A 37-meter-long "prehistoric lawnmower" fills a room at the Natural History Museum.

NEW YORK—Today, the American Museum of Natural History dropped the curtain to reveal one of the biggest paleontological finds of recent years. Everything in that sentence is literal—the museum lowered a curtain to reveal a full-sized cast of the Titanosaur, a species that may be the largest dinosaur ever discovered.
The find itself made news when images came out of paleontologist Diego Pol lying on the femur of the skeleton, which is roughly the size of a sofa (though far less comfortable). Since then, the team from the Museo Paleontologico Egidio Feruglio (MPEF) has excavated more than 200 bones, representing 70 percent of the skeleton. Four of those bones (each over a meter long) are also on display at the exhibit. The skeleton on display is made of lightweight fiberglass casts, as the actual bones would weigh far too much to support—the femur alone is roughly 500kg. It's the first outside of the MPEF.
The partnership between MPE and the AMNH was a natural one, as Pol got his PhD there. And he was back on hand for the Titanosaur's unveiling.
Since this individual belongs to a species that hasn't been formally described, there's no official name to give it. They do know, however, that it's not a mature adult—certain bones in these animals fuse when growth stops, which didn't happen here. The researchers on hand said that they'd be able to count features on certain bones and eventually estimate its actual age.
Whatever its age was, it clearly grew up fast. Pol said that the largest sauropod eggs were roughly the size of a volleyball. This young adult was roughly 37 meters long (122 feet) and weighed in at an estimated 63 metric tons.
If you'd imagine proportions like this would make for an impressive display, you'd be absolutely right. The skeleton filled an entire room that could easily fit hundreds of people, and it was arranged so that its head jutted out the doorway and into the hall beyond. From a distance, everything looks roughly proportional, so it's difficult to appreciate just how big everything is. It's only when you drop your gaze low enough to see how the legs compare to full grown people that the size of it is really driven home.
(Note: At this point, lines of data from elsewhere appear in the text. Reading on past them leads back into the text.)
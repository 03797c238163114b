//! Connection lifecycle state machine.
//!
//! One manager instance owns one outbound connection attempt at a time. It is
//! constructor-injected wherever it is needed rather than living in a process
//! global. Desired subscription state survives disconnects, which is what
//! makes silent re-join on reconnect possible: the server forgets room
//! membership the moment a connection dies, so the client carries it.

use std::time::Duration;

use gavel_shared::protocol::{ListingId, UserId};

use crate::backoff::{STABLE_CONNECTION_PERIOD, delay_for_attempt};

#[derive(Debug, Clone, Copy, PartialEq, Eq)]
pub enum ConnectionState {
    Disconnected,
    Connecting,
    Connected,
}

/// The only connectivity state surfaced to the user.
#[derive(Debug, Clone, Copy, PartialEq, Eq)]
pub enum ConnectionQuality {
    Connected,
    /// Between reconnect attempts: cached state is shown, retries are
    /// underway, no action required.
    Degraded,
    Disconnected,
}

/// What the client wants to be true of its connection, independent of
/// whether one currently exists. Replayed verbatim after every reconnect.
#[derive(Debug, Clone, Copy, Default, PartialEq, Eq)]
pub struct DesiredState {
    pub user_id: Option<UserId>,
    pub listing_id: Option<ListingId>,
}

pub struct ClientConnectionManager {
    url: String,
    state: ConnectionState,
    desired: DesiredState,
    consecutive_failures: u32,
}

impl ClientConnectionManager {
    pub fn new(url: String) -> Self {
        Self {
            url,
            state: ConnectionState::Disconnected,
            desired: DesiredState::default(),
            consecutive_failures: 0,
        }
    }

    pub fn url(&self) -> &str {
        &self.url
    }

    pub fn state(&self) -> ConnectionState {
        self.state
    }

    pub fn desired(&self) -> DesiredState {
        self.desired
    }

    /// Record the identity to present to the server. Effective immediately
    /// when connected (the caller sends `identify_user`), and replayed on
    /// every reconnect either way.
    pub fn set_identity(&mut self, user_id: UserId) {
        self.desired.user_id = Some(user_id);
    }

    /// Record the auction to be subscribed to. While disconnected this only
    /// updates desired state; the next session joins it automatically.
    pub fn request_join(&mut self, listing_id: ListingId) {
        self.desired.listing_id = Some(listing_id);
    }

    pub fn request_leave(&mut self) {
        self.desired.listing_id = None;
    }

    pub fn mark_connecting(&mut self) {
        self.state = ConnectionState::Connecting;
    }

    pub fn mark_connected(&mut self) {
        self.state = ConnectionState::Connected;
    }

    /// Record the end of a connection attempt. `connected_for` is how long
    /// the session stayed established, or `None` if the handshake never
    /// completed. A session that outlived the grace period resets the
    /// failure count, so the next delay starts from the minimum again.
    pub fn on_disconnected(&mut self, connected_for: Option<Duration>) {
        self.state = ConnectionState::Disconnected;
        if connected_for.is_some_and(|d| d >= STABLE_CONNECTION_PERIOD) {
            self.consecutive_failures = 0;
        }
        self.consecutive_failures = self.consecutive_failures.saturating_add(1);
    }

    /// Delay to wait before the next reconnect attempt.
    pub fn reconnect_delay(&self) -> Duration {
        delay_for_attempt(self.consecutive_failures)
    }

    pub fn quality(&self) -> ConnectionQuality {
        match self.state {
            ConnectionState::Connected => ConnectionQuality::Connected,
            _ if self.consecutive_failures > 0 => ConnectionQuality::Degraded,
            _ => ConnectionQuality::Disconnected,
        }
    }
}

#[cfg(test)]
mod tests {
    use super::*;
    use crate::backoff::{RECONNECT_BASE_DELAY, RECONNECT_MAX_DELAY};

    fn manager() -> ClientConnectionManager {
        ClientConnectionManager::new("ws://127.0.0.1:8080/ws".to_string())
    }

    #[test]
    fn test_starts_disconnected_with_empty_desired_state() {
        // given / when:
        let manager = manager();

        // then:
        assert_eq!(manager.state(), ConnectionState::Disconnected);
        assert_eq!(manager.desired(), DesiredState::default());
        assert_eq!(manager.quality(), ConnectionQuality::Disconnected);
    }

    #[test]
    fn test_requests_while_disconnected_are_queued_as_desired_state() {
        // given:
        let mut manager = manager();

        // when: join and identify are issued with no connection at all
        manager.set_identity(7);
        manager.request_join(42);

        // then: they are not dropped; the next session replays them
        assert_eq!(
            manager.desired(),
            DesiredState {
                user_id: Some(7),
                listing_id: Some(42),
            }
        );
    }

    #[test]
    fn test_request_leave_clears_the_subscription_only() {
        // given:
        let mut manager = manager();
        manager.set_identity(7);
        manager.request_join(42);

        // when:
        manager.request_leave();

        // then:
        assert_eq!(manager.desired().listing_id, None);
        assert_eq!(manager.desired().user_id, Some(7));
    }

    #[test]
    fn test_backoff_grows_across_consecutive_failures() {
        // given:
        let mut manager = manager();

        // when / then: each failed attempt waits at least as long as the last
        let mut previous = Duration::ZERO;
        for _ in 0..10 {
            manager.mark_connecting();
            manager.on_disconnected(None);
            let delay = manager.reconnect_delay();
            assert!(delay >= previous);
            assert!(delay <= RECONNECT_MAX_DELAY);
            previous = delay;
        }
        assert_eq!(previous, RECONNECT_MAX_DELAY);
    }

    #[test]
    fn test_stable_session_resets_backoff_to_minimum() {
        // given: a pile of failures driving the delay to the cap
        let mut manager = manager();
        for _ in 0..10 {
            manager.on_disconnected(None);
        }
        assert_eq!(manager.reconnect_delay(), RECONNECT_MAX_DELAY);

        // when: a session survives past the grace period, then drops
        manager.mark_connecting();
        manager.mark_connected();
        manager.on_disconnected(Some(STABLE_CONNECTION_PERIOD));

        // then: the next delay is back at the minimum
        assert_eq!(manager.reconnect_delay(), RECONNECT_BASE_DELAY);
    }

    #[test]
    fn test_short_session_does_not_reset_backoff() {
        // given:
        let mut manager = manager();
        manager.on_disconnected(None);
        manager.on_disconnected(None);
        let before = manager.reconnect_delay();

        // when: a session connects but dies inside the grace period
        manager.mark_connected();
        manager.on_disconnected(Some(Duration::from_secs(1)));

        // then: the delay keeps growing
        assert!(manager.reconnect_delay() > before);
    }

    #[test]
    fn test_quality_reflects_the_state_machine() {
        // given:
        let mut manager = manager();

        // when / then:
        manager.mark_connecting();
        manager.mark_connected();
        assert_eq!(manager.quality(), ConnectionQuality::Connected);

        manager.on_disconnected(Some(Duration::from_secs(1)));
        assert_eq!(manager.quality(), ConnectionQuality::Degraded);
    }
}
While the species hasn't been described yet, researchers already know a fair bit about it based on the large number of bones and comparison to other species of Titanosaur. Mike Novacek, the AMNH's curator of the Division of Paleontology, told us a little about them. This particular group is distinctive in part because of its size, but it also has skeletal features such as long neck vertebrae and a thick tail.
It also has distinctive teeth. Although they're not sharp, they're pointier than you'd expect from a herbivore. "The teeth worked like big rakes," Novacek told Ars, adding that the dinosaur simply obtained as much foliage as possible but didn't actually chew it. And, while sauropods are often depicted with their necks nearly vertical, they simply couldn't flex that way—Novacek said that they were generally just held horizontally.
To eat, scientists surmise, the animal moved its neck across a large arc, then moved slightly forward and repeated the process—Novacek called them "prehistoric lawnmowers." In the later parts of the Cretaceous, the site the animals were in (present-day Patagonia) probably looked a lot like the African savannah, although with a very different collection of plants than you'd find there now. In fact, most of the plants at the time probably had lower nutritional content than today's flowering plants, forcing the animal's feeding to be hyper-efficient.
We'll probably learn a lot more about this Titanosaur (including its name) when it's formally described. But in the mean time, if you're passing through New York, it's worth spending some time to marvel at it.